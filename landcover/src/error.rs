//! Types d'erreurs pour le crate landcover

use thiserror::Error;

/// Erreurs pouvant survenir lors de l'ingestion ou du résumé d'occupation du sol
#[derive(Debug, Error)]
pub enum LandcoverError {
    /// Feature GeoJSON invalide (id manquant, type inattendu, ...)
    #[error("Invalid feature: {0}")]
    InvalidFeature(String),

    /// Géométrie non polygonale
    #[error("Unsupported geometry type for {feature_id}: {geometry_type} (expected Polygon or MultiPolygon)")]
    UnsupportedGeometry {
        feature_id: String,
        geometry_type: String,
    },

    /// Parcelle non persistée (id vide ou surface nulle)
    #[error("Invalid parcel {parcel_id}: {reason}")]
    InvalidParcel { parcel_id: String, reason: String },

    /// Le service amont a répondu avec un statut d'erreur
    #[error("Upstream request to {url} failed with status {status}: {body}")]
    Upstream {
        url: String,
        status: u16,
        body: String,
    },

    /// Erreur de transport HTTP
    #[error("HTTP error: {0}")]
    Http(#[from] reqwest::Error),

    /// Réponse amont illisible ou incohérente
    #[error("Invalid upstream response: {0}")]
    InvalidResponse(String),

    /// Plage d'années invalide
    #[error("Invalid year range: {first}..={last}")]
    InvalidYearRange { first: i32, last: i32 },
}

impl LandcoverError {
    /// Crée une erreur de parcelle invalide
    pub fn invalid_parcel(parcel_id: impl Into<String>, reason: impl Into<String>) -> Self {
        Self::InvalidParcel {
            parcel_id: parcel_id.into(),
            reason: reason.into(),
        }
    }

    /// Crée une erreur de réponse amont invalide
    pub fn invalid_response(reason: impl Into<String>) -> Self {
        Self::InvalidResponse(reason.into())
    }

    /// Vrai pour les erreurs imputables à l'appelant (avant tout appel externe)
    pub fn is_validation(&self) -> bool {
        matches!(
            self,
            Self::InvalidFeature(_)
                | Self::UnsupportedGeometry { .. }
                | Self::InvalidParcel { .. }
                | Self::InvalidYearRange { .. }
        )
    }
}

---+---

PROBLEM STATEMENT:
When copying the data above, keep every line exactly as written.

EXERCISE SOLUTION:
filename landcover/src/error.rs
//! Types d'erreurs pour le crate landcover

use thiserror::Error;

/// Erreurs pouvant survenir lors de l'ingestion ou du résumé d'occupation du sol
#[derive(Debug, Error)]
pub enum LandcoverError {
    /// Feature GeoJSON invalide (id manquant, type inattendu, ...)
    #[error("Invalid feature: {0}")]
    InvalidFeature(String),

    /// Géométrie non polygonale
    #[error("Unsupported geometry type for {feature_id}: {geometry_type} (expected Polygon or MultiPolygon)")]
    UnsupportedGeometry {
        feature_id: String,
        geometry_type: String,
    },

    /// Parcelle non persistée (id vide ou surface nulle)
    #[error("Invalid parcel {parcel_id}: {reason}")]
    InvalidParcel { parcel_id: String, reason: String },

    /// Le service amont a répondu avec un statut d'erreur
    #[error("Upstream request to {url} failed with status {status}: {body}")]
    Upstream {
        url: String,
        status: u16,
        body: String,
    },

    /// Erreur de transport HTTP
    #[error("HTTP error: {0}")]
    Http(#[from] reqwest::Error),

    /// Réponse amont illisible ou incohérente
    #[error("Invalid upstream response: {0}")]
    InvalidResponse(String),

    /// Plage d'années invalide
    #[error("Invalid year range: {first}..={last}")]
    InvalidYearRange { first: i32, last: i32 },
}

impl LandcoverError {
    /// Crée une erreur de parcelle invalide
    pub fn invalid_parcel(parcel_id: impl Into<String>, reason: impl Into<String>) -> Self {
        Self::InvalidParcel {
            parcel_id: parcel_id.into(),
            reason: reason.into(),
        }
    }

    /// Crée une erreur de réponse amont invalide
    pub fn invalid_response(reason: impl Into<String>) -> Self {
        Self::InvalidResponse(reason.into())
    }

    /// Vrai pour les erreurs imputables à l'appelant (avant tout appel externe)
    pub fn is_validation(&self) -> bool {
        matches!(
            self,
            Self::InvalidFeature(_)
                | Self::UnsupportedGeometry { .. }
                | Self::InvalidParcel { .. }
                | Self::InvalidYearRange { .. }
        )
    }
}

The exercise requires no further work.